## What the exercise asks
Scan the material for the string "derive" and copy out every line in which it occurs.

--- Records shown Enclosed Below ---

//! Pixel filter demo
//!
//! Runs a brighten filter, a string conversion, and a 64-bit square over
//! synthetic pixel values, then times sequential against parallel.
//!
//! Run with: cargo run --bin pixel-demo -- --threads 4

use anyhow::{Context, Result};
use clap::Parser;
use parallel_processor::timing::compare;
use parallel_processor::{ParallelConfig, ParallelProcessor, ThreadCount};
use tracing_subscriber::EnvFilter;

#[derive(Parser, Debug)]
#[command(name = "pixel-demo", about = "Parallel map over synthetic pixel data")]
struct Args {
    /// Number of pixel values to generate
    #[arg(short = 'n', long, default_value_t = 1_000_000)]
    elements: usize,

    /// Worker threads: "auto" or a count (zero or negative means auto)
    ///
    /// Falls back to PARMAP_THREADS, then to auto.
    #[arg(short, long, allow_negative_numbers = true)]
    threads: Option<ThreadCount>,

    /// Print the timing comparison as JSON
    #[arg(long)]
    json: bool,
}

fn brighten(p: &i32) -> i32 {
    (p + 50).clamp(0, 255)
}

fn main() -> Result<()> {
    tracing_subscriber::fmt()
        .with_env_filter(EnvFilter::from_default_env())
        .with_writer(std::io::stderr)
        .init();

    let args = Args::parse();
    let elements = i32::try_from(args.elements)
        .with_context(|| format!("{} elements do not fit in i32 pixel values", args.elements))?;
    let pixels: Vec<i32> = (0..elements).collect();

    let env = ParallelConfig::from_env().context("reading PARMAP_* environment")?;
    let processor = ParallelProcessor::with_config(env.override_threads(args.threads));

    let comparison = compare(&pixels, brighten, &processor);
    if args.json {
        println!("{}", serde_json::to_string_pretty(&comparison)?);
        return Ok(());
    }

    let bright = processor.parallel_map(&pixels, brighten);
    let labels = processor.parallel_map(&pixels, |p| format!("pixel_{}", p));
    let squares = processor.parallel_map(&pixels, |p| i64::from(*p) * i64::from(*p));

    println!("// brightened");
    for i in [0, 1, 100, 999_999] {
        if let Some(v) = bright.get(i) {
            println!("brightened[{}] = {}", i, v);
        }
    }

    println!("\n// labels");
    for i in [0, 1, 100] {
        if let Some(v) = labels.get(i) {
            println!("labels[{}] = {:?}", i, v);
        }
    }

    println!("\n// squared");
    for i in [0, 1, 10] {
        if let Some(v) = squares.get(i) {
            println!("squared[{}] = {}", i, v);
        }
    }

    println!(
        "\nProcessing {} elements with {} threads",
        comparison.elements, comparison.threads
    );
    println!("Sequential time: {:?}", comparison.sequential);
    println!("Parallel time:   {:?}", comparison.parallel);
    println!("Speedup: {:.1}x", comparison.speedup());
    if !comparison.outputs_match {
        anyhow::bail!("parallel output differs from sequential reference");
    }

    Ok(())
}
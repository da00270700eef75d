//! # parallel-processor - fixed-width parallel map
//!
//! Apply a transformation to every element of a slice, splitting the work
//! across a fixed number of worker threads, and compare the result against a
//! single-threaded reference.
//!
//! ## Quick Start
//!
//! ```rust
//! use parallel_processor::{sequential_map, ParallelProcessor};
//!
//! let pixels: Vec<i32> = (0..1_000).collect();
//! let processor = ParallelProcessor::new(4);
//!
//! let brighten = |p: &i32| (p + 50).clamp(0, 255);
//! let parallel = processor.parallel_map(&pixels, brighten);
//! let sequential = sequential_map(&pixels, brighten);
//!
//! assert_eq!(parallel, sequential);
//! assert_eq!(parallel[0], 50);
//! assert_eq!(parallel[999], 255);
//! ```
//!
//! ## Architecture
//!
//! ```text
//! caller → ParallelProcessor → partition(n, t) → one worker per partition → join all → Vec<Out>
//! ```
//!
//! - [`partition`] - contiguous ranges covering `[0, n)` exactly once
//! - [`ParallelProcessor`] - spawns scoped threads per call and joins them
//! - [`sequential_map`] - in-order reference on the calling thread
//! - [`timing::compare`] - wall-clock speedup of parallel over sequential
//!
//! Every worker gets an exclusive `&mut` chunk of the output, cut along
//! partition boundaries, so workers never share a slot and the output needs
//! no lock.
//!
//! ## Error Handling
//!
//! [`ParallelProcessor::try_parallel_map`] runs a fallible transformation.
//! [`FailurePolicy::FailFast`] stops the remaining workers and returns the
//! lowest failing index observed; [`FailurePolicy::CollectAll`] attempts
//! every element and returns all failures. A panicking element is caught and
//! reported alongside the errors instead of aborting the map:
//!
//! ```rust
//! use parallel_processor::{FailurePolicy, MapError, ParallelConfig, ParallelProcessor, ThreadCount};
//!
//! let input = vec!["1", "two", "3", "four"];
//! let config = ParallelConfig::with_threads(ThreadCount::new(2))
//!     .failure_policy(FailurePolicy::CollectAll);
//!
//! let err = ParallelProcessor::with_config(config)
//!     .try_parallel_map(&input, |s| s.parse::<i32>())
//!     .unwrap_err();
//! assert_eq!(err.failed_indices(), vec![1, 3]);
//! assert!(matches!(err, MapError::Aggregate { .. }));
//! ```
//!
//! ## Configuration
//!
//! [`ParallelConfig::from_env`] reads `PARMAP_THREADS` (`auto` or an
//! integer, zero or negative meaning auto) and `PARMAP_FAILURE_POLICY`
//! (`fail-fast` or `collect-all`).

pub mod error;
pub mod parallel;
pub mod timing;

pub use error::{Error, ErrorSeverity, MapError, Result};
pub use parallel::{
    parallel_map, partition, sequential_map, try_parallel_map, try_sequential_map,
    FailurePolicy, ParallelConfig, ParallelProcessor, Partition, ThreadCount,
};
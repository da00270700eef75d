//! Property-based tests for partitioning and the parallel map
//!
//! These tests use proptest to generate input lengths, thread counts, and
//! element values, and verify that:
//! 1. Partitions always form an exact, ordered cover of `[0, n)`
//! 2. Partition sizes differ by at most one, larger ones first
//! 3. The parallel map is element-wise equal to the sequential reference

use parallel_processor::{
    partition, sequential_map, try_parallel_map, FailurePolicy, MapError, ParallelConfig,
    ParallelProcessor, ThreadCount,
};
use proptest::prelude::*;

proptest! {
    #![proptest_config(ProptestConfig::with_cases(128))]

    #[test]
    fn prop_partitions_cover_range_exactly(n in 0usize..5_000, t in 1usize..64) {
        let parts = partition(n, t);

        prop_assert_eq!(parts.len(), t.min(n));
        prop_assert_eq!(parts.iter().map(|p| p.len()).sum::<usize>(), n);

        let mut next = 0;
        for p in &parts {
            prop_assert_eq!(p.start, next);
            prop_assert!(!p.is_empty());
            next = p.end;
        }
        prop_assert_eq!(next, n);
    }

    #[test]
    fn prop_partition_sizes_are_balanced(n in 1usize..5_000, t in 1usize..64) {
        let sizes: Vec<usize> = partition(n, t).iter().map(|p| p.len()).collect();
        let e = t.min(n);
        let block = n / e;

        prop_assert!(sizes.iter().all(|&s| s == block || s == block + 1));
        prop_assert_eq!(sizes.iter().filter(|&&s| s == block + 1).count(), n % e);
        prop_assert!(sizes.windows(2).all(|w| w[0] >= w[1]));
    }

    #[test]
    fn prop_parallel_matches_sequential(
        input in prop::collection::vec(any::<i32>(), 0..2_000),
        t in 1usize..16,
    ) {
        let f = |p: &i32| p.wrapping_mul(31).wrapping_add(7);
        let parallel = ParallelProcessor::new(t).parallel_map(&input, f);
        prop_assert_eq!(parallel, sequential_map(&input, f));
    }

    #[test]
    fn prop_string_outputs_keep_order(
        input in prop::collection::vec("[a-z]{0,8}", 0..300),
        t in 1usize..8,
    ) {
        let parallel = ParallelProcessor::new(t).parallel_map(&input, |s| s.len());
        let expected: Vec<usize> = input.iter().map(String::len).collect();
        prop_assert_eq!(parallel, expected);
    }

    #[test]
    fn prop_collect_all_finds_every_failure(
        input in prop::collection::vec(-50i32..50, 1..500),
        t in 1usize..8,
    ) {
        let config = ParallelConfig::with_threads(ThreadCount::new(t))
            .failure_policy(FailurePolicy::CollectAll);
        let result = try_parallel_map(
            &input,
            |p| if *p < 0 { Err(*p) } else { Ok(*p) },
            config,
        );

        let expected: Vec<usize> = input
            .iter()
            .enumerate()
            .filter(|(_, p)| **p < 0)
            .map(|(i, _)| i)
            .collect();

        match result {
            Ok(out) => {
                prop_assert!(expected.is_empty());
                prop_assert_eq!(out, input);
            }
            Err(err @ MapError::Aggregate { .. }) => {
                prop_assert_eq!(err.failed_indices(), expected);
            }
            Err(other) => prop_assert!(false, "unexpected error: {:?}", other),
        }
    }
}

--- End of Enclosed Records shown ---
--- Records shown Enclosed Below ---

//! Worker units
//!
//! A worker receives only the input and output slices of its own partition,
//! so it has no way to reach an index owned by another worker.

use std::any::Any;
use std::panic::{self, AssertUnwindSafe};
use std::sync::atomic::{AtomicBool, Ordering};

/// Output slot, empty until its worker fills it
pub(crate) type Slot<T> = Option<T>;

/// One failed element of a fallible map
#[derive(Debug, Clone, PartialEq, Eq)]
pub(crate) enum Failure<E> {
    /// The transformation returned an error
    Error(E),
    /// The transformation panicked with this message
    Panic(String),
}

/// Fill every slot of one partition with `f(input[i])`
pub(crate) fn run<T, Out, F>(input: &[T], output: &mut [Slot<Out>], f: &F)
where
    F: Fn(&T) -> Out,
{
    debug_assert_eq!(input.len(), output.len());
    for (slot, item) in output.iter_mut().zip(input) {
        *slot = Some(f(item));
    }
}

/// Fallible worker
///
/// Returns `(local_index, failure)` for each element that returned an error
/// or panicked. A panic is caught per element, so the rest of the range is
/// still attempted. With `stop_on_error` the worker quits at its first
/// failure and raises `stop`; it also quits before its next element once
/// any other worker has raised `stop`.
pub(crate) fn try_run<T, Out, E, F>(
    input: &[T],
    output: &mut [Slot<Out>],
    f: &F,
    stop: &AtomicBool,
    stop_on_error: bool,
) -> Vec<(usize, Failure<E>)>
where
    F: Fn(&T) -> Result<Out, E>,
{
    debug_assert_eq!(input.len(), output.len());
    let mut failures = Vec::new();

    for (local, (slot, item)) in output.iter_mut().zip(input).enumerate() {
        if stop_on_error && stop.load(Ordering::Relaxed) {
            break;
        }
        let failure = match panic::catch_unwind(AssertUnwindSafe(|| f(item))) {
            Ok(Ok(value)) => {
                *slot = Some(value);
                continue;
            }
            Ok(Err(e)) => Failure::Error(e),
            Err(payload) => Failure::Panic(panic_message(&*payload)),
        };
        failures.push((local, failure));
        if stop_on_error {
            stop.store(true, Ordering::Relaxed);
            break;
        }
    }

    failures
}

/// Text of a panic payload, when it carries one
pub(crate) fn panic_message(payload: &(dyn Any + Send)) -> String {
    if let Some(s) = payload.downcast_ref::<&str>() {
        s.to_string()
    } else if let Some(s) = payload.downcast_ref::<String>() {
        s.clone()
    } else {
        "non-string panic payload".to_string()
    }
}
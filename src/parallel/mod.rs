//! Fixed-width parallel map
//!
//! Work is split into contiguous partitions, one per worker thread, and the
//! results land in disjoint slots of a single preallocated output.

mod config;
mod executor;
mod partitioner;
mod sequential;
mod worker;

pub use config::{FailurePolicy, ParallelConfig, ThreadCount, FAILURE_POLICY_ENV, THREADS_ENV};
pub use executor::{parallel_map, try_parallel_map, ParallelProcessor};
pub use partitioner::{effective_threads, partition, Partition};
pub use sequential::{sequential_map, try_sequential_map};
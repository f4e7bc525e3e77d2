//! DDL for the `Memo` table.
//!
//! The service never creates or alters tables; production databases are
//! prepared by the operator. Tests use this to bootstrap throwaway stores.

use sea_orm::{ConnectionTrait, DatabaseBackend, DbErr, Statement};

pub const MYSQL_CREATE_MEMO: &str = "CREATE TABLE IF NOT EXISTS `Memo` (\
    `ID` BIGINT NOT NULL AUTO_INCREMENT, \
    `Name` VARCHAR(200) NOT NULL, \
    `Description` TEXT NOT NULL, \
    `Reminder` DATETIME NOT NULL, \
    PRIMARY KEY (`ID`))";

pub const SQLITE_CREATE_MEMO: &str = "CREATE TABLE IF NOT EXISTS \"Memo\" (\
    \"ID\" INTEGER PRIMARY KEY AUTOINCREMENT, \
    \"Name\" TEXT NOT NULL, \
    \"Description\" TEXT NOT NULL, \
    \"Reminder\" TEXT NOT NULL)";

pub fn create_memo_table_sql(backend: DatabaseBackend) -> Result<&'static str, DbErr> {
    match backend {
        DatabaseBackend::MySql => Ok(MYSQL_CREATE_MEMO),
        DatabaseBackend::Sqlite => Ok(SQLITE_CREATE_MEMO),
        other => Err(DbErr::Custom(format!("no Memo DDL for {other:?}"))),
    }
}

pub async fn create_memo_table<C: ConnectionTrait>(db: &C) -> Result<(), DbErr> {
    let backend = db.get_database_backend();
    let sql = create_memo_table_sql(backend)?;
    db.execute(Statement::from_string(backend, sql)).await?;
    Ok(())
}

--- End of Enclosed Records shown ---

## Your response
#[derive(Parser, Debug)]
#[derive(Debug, Clone, PartialEq, Eq)]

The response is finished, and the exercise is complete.